Secondo il quotidiano egiziano Al Qahera News, un alto funzionario egiziano ha confermato la "continuazione degli sforzi per raggiungere un accordo di tregua" a Gaza. Questa dichiarazione ha alimentato la speranza di un possibile cessate il fuoco e di un accordo sugli ostaggi.

Smentite da Israele e Hamas

Nonostante l'ottimismo egiziano, sia Israele che i palestinesi hanno smentito qualsiasi speranza di progresso nei negoziati. La delegazione di negoziatori di Hamas ha lasciato la capitale dell’Egitto, dichiarando che non è stato fatto alcun passo avanti nei colloqui.

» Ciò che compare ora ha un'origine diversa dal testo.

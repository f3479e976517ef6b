//! Configuration loading for the Klaxon CLI.

use anyhow::{Context, Result};
use serde::{Deserialize, Serialize};
use std::path::Path;

use kx_core::{ClassifierConfig, DashboardConfig, GateConfig, PipelineConfig, TrackerConfig};

/// Application configuration.
///
/// Every section is optional in the YAML file; missing sections fall back
/// to the same defaults the pipeline uses when embedded directly.
#[derive(Debug, Clone, Default, Serialize, Deserialize)]
pub struct AppConfig {
    /// Pipeline topics, consumer groups, and acknowledgement policy.
    #[serde(default)]
    pub pipeline: PipelineConfig,

    /// Severity classification thresholds.
    #[serde(default)]
    pub classifier: ClassifierConfig,

    /// Duplicate suppression and per-service rate limiting.
    #[serde(default)]
    pub gate: GateConfig,

    /// Incident retention and cleanup.
    #[serde(default)]
    pub incidents: TrackerConfig,

    /// Dashboard history and snapshot cadence.
    #[serde(default)]
    pub dashboard: DashboardConfig,

    /// API server settings.
    #[serde(default)]
    pub api: ApiSettings,

    /// Logging configuration.
    #[serde(default)]
    pub logging: LoggingSettings,
}

impl AppConfig {
    /// Loads configuration from a file.
    pub fn load(path: &Path) -> Result<Self> {
        let contents = std::fs::read_to_string(path)
            .with_context(|| format!("Failed to read config file: {}", path.display()))?;

        let config: Self = serde_yaml::from_str(&contents)
            .with_context(|| format!("Failed to parse config file: {}", path.display()))?;

        Ok(config)
    }

    /// Saves configuration to a file.
    pub fn save(&self, path: &Path) -> Result<()> {
        let contents = serde_yaml::to_string(self)?;
        std::fs::write(path, contents)
            .with_context(|| format!("Failed to write config file: {}", path.display()))?;
        Ok(())
    }
}

/// API server settings.
#[derive(Debug, Clone, Serialize, Deserialize)]
pub struct ApiSettings {
    /// Bind host for the API server.
    #[serde(default = "default_api_host")]
    pub host: String,

    /// Bind port for the API server.
    #[serde(default = "default_api_port")]
    pub port: u16,

    /// Whether to serve the Swagger UI.
    #[serde(default = "default_true")]
    pub enable_swagger: bool,
}

fn default_api_host() -> String {
    "0.0.0.0".to_string()
}

fn default_api_port() -> u16 {
    8080
}

fn default_true() -> bool {
    true
}

impl Default for ApiSettings {
    fn default() -> Self {
        Self {
            host: default_api_host(),
            port: default_api_port(),
            enable_swagger: true,
        }
    }
}

/// Logging configuration.
#[derive(Debug, Clone, Serialize, Deserialize)]
pub struct LoggingSettings {
    /// Log level (trace, debug, info, warn, error).
    #[serde(default = "default_log_level")]
    pub level: String,

    /// Whether to use JSON format.
    #[serde(default)]
    pub json_format: bool,
}

fn default_log_level() -> String {
    "info".to_string()
}

impl Default for LoggingSettings {
    fn default() -> Self {
        Self {
            level: default_log_level(),
            json_format: false,
        }
    }
}

#[cfg(test)]
mod tests {
    use super::*;

    #[test]
    fn test_default_config() {
        let config = AppConfig::default();
        assert_eq!(config.classifier.critical_threshold, 0.9);
        assert_eq!(config.gate.suppression_window_secs, 300);
        assert_eq!(config.incidents.retention_days, 90);
        assert_eq!(config.api.host, "0.0.0.0");
        assert_eq!(config.api.port, 8080);
        assert!(config.api.enable_swagger);
        assert_eq!(config.logging.level, "info");
    }

    #[test]
    fn test_parse_yaml() {
        let yaml = r#"
pipeline:
  min_anomaly_score: 0.2
  ack_policy: dead_letter_and_ack

classifier:
  critical_threshold: 0.95
  high_threshold: 0.8

gate:
  suppression_window_secs: 120
  max_alerts_per_service: 5

api:
  port: 9090
  enable_swagger: false

logging:
  level: debug
  json_format: true
"#;

        let config: AppConfig = serde_yaml::from_str(yaml).unwrap();
        assert_eq!(config.pipeline.min_anomaly_score, 0.2);
        assert_eq!(config.classifier.critical_threshold, 0.95);
        assert_eq!(config.classifier.high_threshold, 0.8);
        // Unset thresholds keep their defaults.
        assert_eq!(config.classifier.medium_threshold, 0.5);
        assert_eq!(config.gate.suppression_window_secs, 120);
        assert_eq!(config.gate.max_alerts_per_service, 5);
        assert_eq!(config.api.port, 9090);
        assert!(!config.api.enable_swagger);
        assert_eq!(config.logging.level, "debug");
        assert!(config.logging.json_format);
    }

    #[test]
    fn test_partial_yaml_uses_defaults() {
        let yaml = "api:\n  port: 3000\n";

        let config: AppConfig = serde_yaml::from_str(yaml).unwrap();
        assert_eq!(config.api.port, 3000);
        assert_eq!(config.api.host, "0.0.0.0");
        assert_eq!(config.pipeline.scored_events_topic, "events.scored");
        assert_eq!(config.dashboard.history_capacity, 1000);
    }
}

Nessun accordo all'orizzonte

Fonti israeliane hanno ridimensionato la possibilità di un accordo imminente su Gaza. "Ancora non vediamo una intesa all'orizzonte", hanno detto. "La distanza tra le parti è ancora grande e ad ora non c'è stato nulla di rilevante". Anche una fonte di Hamas ha riferito che per ora "non ci sono progressi", addossando ad Israele la responsabilità di questo.

I negoziati tra Israele e Hamas sembrano essere in una fase di stallo. Nonostante gli sforzi egiziani, la strada verso un accordo di pace sembra ancora lunga e tortuosa.